Il governo Obama ha ammesso che delle migliaia [di miliziani] controllati dal programma della CIA, solo poche centinaia rimangono sul fronte di guerra. La maggior parte ha condiviso le loro armi o aderito al movimento jihadista o ha lasciato la Siria insieme alle migliaia di immigrati. Il programma di mezzo miliardo di dollari è un disastro, con l'amministrazione Usa impegnata a passare le restanti armi e risorse ai gruppi di combattimento esistenti in Siria.

I media occidentali riportano che, soprattutto dopo l'intervento russo, vi è un'ampia cooperazione, coordinamento e azione congiunta tra tutti gli elementi delle forze siriane anti-Assad: troppe per mascherare una forza indipendente in opposizione al fondamentalismo.

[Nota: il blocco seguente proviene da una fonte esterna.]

// Copyright (c) 2025 Kirky.X
//
// Licensed under the MIT License
// See LICENSE file in the project root for full license information.

use super::super::helpers::memory_db;
use pageblocks::domain::models::block::{Block, BlockContent, BlockType, ComponentValue, Platform};
use pageblocks::domain::repositories::block_repository::BlockRepository;
use pageblocks::domain::repositories::operation_repository::OperationRepository;
use pageblocks::infrastructure::repositories::block_repo_impl::BlockRepositoryImpl;
use pageblocks::infrastructure::repositories::operation_repo_impl::OperationRepositoryImpl;

fn header_block() -> Block {
    let mut content = BlockContent::new();
    content.insert("logo".into(), ComponentValue::Text("/logo.png".into()));
    content.insert(
        "menu".into(),
        ComponentValue::List(vec!["Home".into(), "Blog".into()]),
    );
    content.insert("search".into(), ComponentValue::Flag(true));
    Block::new(
        BlockType::Header,
        Platform::WordPress,
        content,
        "<header>…</header>".to_string(),
    )
}

#[tokio::test]
async fn test_blocks_round_trip_in_position_order() {
    let db = memory_db().await;
    let operations = OperationRepositoryImpl::new(db.clone());
    let blocks = BlockRepositoryImpl::new(db);
    let op = operations.create("https://example.com").await.unwrap();

    let footer = Block::new(
        BlockType::Footer,
        Platform::WordPress,
        BlockContent::new(),
        String::new(),
    )
    .attach(op.id, 1);
    let header = header_block().attach(op.id, 0);

    // Insert out of order; listing sorts by position
    blocks.save(&footer).await.unwrap();
    blocks.save(&header).await.unwrap();

    let stored = blocks.list_by_operation(op.id).await.unwrap();
    assert_eq!(stored.len(), 2);
    assert_eq!(stored[0].id, header.id);
    assert_eq!(stored[0].content, header.content);
    assert_eq!(stored[0].html, header.html);
    assert_eq!(stored[0].flag("search"), Some(true));
    assert_eq!(stored[1].block_type, BlockType::Footer);
}

#[tokio::test]
async fn test_blocks_are_scoped_to_operation() {
    let db = memory_db().await;
    let operations = OperationRepositoryImpl::new(db.clone());
    let blocks = BlockRepositoryImpl::new(db);
    let first = operations.create("https://a.example.com").await.unwrap();
    let second = operations.create("https://b.example.com").await.unwrap();

    blocks.save(&header_block().attach(first.id, 0)).await.unwrap();

    assert_eq!(blocks.list_by_operation(first.id).await.unwrap().len(), 1);
    assert!(blocks.list_by_operation(second.id).await.unwrap().is_empty());
}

Come riporta il Wall Street Journal: "... La Legione di Homs dell'Esercito Libero Siriano sostenuto dall'Occidente... insieme con il gruppo islamico Ahrar al-Sham e il Fronte al-Nusra [affiliati di Al-Qaeda in Siria] hanno formato un comando congiunto nel nord di Homs". The Washington Post ha identificato un'alleanza scellerata simile tra jihadisti e "moderati" realizzata nell'Esercito della Conquista guidato da al-Nusra. Solo i più ingenui continuano a credere che ci sia una differenza significativa tra i "combattenti per la libertà" sostenuti dagli occidentali rispetto ai loro alleati jihadisti.

I liberali occidentali possono far credere che il coinvolgimento degli Stati Uniti in Siria sia in larga parte un bene, ma i fatti parlano chiaro. Come con l'Afghanistan, l'Iraq e la Libia, sono morti in decine di migliaia, le infrastrutture sono devastate e il tessuto sociale è irrimediabilmente lacerato, semplicemente perché le potenze imperialiste ambiscono ad avere più stati servili e compiacenti. I fatti denunciano che la ricerca dei valori di democrazia e libertà - convincente pretesto per giustificare l'interesse occidentale a un cambiamento di regime - è una menzogna usata da Stati Uniti e NATO.

Gli antimperialisti possono trarre una piccola consolazione da queste tragiche e moralmente rivoltanti aggressioni: le tattiche degli Stati Uniti non sono riuscite a raggiungere il loro obiettivo di creare fedeltà globale agli interessi degli Stati Uniti.